# Work required
State the number of lines in these records that include the word "computed", and add nothing to it.
━━━━━ Records for processing ━━━━━
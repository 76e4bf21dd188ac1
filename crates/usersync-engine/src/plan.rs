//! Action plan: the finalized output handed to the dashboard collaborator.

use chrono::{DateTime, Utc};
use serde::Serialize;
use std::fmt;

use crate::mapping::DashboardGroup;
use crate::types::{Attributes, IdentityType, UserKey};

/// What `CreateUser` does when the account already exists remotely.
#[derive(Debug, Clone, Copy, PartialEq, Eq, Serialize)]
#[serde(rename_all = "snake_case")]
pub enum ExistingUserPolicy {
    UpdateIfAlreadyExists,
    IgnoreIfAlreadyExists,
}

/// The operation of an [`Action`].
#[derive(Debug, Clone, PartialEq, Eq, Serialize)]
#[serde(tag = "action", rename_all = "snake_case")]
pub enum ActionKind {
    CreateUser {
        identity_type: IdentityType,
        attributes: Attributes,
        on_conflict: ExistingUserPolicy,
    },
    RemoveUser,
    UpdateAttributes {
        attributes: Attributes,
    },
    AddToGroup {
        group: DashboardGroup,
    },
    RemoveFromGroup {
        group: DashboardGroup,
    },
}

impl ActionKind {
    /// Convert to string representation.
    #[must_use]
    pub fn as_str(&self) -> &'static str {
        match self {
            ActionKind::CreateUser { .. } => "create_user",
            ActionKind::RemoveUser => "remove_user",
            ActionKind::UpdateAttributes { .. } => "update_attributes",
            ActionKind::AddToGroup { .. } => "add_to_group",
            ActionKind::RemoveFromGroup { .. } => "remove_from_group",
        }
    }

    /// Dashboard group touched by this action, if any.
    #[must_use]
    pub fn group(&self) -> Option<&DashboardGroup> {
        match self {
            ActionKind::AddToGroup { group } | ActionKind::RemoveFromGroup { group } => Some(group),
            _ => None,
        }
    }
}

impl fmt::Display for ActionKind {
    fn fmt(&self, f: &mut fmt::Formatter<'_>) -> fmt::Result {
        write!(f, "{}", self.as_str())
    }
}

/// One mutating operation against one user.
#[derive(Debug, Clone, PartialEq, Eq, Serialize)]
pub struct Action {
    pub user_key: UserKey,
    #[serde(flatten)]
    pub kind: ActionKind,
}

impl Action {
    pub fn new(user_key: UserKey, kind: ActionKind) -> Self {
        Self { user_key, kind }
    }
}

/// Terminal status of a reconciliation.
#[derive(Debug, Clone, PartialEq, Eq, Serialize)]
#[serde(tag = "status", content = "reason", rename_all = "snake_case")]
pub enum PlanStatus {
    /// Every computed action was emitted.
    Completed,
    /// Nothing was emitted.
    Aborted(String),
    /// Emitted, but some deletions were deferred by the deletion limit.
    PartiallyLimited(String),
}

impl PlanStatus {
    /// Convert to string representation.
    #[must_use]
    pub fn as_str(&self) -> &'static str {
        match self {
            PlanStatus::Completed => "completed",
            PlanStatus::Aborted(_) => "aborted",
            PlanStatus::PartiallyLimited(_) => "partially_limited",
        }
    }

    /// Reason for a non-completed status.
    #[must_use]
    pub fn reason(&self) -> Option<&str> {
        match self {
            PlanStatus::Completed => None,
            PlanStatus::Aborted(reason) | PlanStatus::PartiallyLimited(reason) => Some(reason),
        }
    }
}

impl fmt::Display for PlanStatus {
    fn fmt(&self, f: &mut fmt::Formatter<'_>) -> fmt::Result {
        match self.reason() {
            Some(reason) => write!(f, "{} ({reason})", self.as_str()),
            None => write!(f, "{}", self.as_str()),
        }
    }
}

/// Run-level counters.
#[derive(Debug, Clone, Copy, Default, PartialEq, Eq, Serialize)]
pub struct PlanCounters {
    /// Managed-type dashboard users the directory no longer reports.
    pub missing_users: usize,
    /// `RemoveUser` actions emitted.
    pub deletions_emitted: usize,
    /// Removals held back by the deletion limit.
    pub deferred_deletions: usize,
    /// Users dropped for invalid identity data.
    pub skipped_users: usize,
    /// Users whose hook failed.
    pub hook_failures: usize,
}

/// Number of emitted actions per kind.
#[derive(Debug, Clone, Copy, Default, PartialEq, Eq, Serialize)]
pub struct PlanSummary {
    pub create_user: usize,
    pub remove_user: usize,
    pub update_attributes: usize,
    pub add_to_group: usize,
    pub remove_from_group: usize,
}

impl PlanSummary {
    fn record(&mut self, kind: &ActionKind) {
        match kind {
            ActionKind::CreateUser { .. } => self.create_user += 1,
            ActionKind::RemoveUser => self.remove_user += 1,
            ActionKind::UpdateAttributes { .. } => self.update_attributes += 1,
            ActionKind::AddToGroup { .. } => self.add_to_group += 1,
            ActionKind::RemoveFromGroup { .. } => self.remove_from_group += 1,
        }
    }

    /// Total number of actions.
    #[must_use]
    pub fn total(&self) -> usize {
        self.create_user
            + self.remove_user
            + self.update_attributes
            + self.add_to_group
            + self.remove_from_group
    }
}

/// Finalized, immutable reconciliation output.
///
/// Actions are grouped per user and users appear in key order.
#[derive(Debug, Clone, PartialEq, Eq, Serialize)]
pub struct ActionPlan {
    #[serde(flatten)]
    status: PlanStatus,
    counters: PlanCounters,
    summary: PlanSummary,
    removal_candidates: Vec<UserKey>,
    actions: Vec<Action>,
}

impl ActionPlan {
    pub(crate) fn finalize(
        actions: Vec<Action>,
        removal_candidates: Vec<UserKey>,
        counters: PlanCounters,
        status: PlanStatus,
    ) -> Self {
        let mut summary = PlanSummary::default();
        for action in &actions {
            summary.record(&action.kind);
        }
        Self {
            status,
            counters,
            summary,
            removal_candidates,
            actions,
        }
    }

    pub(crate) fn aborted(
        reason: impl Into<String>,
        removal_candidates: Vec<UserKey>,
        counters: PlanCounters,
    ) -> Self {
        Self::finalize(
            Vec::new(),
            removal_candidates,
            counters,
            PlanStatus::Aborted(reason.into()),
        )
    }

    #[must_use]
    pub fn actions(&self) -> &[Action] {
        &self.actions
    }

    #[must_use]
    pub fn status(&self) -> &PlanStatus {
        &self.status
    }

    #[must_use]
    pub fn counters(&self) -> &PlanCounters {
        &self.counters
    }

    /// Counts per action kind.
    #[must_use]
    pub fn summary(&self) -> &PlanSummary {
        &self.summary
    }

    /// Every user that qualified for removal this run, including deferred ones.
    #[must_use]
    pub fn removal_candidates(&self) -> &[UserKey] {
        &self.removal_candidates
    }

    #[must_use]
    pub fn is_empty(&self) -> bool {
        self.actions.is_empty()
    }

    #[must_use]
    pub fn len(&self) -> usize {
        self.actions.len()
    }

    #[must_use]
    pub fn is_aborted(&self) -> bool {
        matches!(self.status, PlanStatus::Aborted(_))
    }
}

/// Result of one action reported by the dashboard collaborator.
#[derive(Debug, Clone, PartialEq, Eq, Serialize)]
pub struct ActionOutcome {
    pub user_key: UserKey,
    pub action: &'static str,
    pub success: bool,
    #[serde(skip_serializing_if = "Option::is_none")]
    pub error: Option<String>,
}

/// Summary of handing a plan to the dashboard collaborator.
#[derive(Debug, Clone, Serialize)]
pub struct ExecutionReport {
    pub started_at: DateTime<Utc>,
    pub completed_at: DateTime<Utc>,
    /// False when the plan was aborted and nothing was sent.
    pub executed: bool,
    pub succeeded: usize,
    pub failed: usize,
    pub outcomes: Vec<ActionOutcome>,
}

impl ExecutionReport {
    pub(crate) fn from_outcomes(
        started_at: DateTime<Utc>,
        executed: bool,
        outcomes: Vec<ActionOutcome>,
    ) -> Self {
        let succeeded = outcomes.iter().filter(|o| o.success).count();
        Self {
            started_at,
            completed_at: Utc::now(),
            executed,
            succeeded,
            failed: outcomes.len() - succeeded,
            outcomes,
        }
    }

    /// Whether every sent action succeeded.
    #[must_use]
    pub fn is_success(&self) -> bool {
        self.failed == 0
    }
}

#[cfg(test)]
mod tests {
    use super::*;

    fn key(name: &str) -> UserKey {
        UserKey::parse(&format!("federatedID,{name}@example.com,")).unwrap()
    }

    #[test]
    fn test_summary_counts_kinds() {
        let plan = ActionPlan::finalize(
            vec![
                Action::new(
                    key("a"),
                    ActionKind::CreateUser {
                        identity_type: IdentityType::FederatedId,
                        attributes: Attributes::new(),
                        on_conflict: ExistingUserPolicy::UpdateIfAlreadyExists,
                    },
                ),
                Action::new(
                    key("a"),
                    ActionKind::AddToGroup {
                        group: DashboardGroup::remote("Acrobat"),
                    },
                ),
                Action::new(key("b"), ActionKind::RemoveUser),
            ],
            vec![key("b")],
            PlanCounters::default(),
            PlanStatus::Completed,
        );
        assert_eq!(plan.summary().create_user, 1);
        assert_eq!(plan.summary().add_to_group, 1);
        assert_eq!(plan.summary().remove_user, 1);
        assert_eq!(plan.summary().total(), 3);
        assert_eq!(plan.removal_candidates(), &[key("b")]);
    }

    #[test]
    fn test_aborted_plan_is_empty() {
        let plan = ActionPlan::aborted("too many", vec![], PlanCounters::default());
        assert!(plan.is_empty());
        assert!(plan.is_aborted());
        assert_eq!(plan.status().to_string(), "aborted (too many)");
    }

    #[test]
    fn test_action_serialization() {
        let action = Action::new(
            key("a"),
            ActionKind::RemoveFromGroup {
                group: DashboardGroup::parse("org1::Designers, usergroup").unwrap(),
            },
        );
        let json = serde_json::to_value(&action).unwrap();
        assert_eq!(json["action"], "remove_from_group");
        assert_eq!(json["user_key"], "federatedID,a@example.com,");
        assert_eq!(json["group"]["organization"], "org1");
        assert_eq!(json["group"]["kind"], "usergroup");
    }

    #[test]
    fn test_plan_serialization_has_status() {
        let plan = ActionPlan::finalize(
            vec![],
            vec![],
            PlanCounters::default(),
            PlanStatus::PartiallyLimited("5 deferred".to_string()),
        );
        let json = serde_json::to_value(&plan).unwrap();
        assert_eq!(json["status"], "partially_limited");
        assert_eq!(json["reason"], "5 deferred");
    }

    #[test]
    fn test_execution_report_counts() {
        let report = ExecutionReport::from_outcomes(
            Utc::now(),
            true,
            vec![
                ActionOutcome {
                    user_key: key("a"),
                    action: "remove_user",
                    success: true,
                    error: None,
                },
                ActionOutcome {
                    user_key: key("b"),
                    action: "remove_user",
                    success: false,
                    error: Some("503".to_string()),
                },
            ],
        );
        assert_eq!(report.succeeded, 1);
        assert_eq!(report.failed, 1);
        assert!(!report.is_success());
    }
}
━━━━━
━━━━━ Records for processing ━━━━━
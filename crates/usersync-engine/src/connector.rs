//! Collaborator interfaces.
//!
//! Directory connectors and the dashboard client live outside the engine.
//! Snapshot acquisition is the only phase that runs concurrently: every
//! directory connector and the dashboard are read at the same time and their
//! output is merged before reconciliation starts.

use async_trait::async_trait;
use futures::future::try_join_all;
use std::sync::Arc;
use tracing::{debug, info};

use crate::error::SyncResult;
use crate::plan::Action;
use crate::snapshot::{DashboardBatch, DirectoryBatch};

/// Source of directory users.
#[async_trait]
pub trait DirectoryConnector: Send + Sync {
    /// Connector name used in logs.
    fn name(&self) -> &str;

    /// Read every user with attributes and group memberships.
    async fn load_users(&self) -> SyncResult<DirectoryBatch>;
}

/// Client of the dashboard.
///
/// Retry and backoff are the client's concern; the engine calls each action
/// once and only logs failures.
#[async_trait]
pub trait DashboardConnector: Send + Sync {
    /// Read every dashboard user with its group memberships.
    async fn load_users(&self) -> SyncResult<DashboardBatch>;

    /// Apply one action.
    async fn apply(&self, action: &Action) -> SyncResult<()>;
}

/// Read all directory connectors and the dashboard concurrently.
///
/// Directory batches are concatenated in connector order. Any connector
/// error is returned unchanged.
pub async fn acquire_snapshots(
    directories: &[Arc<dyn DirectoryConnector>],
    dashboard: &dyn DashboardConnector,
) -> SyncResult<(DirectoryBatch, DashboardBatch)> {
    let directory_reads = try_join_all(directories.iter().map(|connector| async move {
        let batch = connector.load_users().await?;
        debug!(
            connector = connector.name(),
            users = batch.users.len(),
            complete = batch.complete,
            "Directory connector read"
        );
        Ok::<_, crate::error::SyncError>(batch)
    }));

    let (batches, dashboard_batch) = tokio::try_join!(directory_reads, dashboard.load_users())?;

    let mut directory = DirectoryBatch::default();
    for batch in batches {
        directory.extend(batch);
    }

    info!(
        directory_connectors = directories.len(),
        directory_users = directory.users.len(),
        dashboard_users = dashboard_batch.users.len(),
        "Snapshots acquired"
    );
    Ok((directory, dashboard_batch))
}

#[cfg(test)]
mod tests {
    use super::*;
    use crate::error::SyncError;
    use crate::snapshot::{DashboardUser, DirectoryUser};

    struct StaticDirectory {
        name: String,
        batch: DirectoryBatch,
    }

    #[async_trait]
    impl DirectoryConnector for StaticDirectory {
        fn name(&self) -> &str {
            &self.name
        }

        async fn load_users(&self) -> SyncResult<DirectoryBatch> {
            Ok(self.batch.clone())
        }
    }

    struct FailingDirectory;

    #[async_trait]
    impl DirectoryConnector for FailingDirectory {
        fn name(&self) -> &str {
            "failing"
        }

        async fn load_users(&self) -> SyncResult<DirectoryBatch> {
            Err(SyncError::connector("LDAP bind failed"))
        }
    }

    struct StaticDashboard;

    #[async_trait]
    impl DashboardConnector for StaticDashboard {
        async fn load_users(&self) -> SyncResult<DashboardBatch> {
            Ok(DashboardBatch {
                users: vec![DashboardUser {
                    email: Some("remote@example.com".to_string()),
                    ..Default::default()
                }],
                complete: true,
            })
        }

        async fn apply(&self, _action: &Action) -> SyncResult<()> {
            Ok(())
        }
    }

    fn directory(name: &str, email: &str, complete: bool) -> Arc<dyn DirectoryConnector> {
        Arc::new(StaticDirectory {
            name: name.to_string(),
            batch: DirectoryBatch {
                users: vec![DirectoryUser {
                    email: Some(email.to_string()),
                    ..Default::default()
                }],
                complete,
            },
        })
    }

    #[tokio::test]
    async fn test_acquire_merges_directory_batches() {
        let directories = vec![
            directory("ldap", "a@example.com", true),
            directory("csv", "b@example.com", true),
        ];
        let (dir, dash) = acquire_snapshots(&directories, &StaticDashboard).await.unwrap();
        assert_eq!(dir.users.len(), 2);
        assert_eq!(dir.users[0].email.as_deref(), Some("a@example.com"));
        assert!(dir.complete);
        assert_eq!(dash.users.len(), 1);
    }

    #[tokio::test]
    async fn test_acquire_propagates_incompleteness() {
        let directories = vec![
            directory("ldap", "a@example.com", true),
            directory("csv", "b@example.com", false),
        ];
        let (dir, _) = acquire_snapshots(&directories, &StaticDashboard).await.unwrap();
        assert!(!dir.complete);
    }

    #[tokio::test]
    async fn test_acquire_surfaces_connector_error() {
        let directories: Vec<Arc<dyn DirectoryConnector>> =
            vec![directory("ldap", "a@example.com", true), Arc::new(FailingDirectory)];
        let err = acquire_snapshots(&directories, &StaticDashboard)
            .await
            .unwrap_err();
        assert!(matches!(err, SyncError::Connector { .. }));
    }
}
━━━━━
━━━━━ Records for processing ━━━━━
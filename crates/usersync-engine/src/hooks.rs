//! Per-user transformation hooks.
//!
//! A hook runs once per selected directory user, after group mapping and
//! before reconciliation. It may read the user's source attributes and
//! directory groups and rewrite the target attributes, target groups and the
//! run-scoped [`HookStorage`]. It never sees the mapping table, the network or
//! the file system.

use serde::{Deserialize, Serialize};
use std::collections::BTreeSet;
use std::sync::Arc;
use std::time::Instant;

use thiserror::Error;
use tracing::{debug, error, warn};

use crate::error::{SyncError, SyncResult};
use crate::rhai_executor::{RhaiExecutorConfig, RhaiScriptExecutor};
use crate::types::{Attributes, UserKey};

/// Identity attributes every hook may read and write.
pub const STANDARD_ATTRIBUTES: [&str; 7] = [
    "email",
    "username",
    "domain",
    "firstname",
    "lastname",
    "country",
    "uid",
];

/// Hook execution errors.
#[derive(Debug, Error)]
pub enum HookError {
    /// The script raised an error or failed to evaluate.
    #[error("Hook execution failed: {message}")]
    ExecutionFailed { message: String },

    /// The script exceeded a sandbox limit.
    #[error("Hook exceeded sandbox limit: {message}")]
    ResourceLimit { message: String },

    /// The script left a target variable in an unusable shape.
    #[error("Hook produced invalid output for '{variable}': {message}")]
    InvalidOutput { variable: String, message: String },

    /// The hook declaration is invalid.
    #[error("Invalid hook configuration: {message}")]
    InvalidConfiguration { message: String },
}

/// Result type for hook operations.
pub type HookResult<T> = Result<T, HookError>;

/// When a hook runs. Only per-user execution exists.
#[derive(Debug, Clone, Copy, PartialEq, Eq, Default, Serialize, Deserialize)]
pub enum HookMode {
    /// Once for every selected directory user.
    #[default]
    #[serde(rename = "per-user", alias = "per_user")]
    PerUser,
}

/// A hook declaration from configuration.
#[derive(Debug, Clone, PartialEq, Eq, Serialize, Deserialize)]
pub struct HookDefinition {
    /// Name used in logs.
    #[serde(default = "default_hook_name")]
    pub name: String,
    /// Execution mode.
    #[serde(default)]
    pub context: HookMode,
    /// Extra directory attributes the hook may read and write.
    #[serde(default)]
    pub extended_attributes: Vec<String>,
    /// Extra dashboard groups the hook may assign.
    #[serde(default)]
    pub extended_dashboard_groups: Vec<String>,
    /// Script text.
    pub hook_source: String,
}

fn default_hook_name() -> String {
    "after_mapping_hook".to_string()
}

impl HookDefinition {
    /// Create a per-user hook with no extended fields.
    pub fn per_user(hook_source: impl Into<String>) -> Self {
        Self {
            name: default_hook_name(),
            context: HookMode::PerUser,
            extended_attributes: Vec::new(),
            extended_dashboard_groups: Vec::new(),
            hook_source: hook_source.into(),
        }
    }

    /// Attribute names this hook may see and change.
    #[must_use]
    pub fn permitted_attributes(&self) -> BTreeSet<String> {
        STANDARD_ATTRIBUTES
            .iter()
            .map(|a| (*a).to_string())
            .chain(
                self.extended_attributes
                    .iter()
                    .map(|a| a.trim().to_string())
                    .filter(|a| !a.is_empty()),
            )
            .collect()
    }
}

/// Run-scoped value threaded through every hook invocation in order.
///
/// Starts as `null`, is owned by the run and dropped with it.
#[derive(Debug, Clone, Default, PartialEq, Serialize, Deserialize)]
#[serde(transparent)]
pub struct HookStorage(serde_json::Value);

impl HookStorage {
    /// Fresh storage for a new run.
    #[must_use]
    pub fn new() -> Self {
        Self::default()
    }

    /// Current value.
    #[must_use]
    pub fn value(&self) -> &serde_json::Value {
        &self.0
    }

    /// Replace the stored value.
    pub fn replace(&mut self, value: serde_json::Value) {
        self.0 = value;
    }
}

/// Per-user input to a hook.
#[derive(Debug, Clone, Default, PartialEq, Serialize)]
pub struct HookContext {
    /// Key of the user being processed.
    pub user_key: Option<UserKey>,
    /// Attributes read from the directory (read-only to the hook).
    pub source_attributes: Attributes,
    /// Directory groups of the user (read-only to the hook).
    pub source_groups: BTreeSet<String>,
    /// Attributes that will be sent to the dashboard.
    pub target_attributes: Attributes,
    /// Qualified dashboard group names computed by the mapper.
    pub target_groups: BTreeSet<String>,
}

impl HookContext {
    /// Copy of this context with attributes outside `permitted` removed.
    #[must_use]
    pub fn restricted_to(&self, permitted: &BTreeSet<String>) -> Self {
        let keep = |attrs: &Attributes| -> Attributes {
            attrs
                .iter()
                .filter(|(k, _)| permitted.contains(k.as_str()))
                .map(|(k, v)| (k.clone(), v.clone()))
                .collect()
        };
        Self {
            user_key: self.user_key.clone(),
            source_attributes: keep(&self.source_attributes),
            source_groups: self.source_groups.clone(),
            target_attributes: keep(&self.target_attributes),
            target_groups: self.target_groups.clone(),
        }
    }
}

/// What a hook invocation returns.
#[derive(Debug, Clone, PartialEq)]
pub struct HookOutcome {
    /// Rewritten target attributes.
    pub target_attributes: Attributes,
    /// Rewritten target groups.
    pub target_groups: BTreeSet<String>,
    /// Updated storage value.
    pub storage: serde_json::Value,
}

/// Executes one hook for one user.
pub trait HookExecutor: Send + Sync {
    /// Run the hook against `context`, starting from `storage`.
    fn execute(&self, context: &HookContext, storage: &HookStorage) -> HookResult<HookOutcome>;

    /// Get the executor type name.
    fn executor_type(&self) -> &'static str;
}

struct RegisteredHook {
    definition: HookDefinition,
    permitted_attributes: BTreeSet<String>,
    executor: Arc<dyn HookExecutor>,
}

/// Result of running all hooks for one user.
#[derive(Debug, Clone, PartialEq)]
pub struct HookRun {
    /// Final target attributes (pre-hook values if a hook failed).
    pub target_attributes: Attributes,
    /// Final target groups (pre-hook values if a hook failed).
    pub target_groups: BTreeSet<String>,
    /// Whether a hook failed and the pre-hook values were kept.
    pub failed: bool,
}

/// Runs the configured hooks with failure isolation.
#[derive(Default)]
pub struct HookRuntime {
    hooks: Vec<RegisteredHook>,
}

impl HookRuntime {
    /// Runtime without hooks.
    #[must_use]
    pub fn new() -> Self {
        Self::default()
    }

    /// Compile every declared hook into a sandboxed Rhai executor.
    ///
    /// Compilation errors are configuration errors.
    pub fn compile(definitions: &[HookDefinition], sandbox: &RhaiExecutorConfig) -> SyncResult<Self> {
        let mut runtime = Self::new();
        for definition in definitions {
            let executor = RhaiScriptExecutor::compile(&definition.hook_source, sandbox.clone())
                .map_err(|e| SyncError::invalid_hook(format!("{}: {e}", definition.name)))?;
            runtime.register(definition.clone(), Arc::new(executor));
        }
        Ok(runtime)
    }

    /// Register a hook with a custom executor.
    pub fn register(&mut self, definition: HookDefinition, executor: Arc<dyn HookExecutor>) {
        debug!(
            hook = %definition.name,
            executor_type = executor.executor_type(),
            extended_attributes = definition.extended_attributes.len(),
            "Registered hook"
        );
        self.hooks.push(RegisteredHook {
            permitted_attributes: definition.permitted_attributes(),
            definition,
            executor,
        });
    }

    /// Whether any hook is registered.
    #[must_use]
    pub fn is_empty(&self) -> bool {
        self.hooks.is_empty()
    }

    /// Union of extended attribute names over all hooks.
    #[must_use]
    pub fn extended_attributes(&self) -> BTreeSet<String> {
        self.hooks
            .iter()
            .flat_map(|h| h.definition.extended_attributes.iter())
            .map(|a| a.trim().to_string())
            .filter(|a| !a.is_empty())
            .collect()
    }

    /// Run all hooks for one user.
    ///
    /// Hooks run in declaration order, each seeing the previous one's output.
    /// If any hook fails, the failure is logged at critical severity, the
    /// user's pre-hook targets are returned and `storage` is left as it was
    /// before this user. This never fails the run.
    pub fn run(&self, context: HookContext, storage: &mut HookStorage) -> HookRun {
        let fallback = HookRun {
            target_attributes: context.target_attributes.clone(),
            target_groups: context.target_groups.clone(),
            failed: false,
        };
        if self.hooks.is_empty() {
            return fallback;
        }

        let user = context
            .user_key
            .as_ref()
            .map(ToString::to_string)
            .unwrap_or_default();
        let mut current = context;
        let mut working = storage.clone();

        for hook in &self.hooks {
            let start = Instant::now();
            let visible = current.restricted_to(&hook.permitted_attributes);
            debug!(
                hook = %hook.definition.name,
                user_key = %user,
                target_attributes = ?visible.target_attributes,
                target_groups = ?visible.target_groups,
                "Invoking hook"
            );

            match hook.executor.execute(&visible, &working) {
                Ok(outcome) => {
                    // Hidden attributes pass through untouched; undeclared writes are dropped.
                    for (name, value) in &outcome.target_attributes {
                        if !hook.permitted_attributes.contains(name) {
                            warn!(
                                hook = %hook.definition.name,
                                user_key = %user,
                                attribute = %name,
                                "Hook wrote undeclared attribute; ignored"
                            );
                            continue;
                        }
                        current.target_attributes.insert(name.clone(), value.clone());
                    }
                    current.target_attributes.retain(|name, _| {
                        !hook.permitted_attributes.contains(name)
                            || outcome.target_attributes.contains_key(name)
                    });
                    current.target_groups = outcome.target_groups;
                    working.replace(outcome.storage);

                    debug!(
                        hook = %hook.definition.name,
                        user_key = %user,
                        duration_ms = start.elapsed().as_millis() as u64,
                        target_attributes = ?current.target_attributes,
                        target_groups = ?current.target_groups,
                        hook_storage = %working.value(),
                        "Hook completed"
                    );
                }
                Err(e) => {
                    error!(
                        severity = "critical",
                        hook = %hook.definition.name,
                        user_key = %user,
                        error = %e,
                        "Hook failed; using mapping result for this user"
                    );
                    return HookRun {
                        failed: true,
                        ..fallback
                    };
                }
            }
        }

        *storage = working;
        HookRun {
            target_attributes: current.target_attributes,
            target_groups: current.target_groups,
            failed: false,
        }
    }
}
━━━━━
# Answer for this exercise
2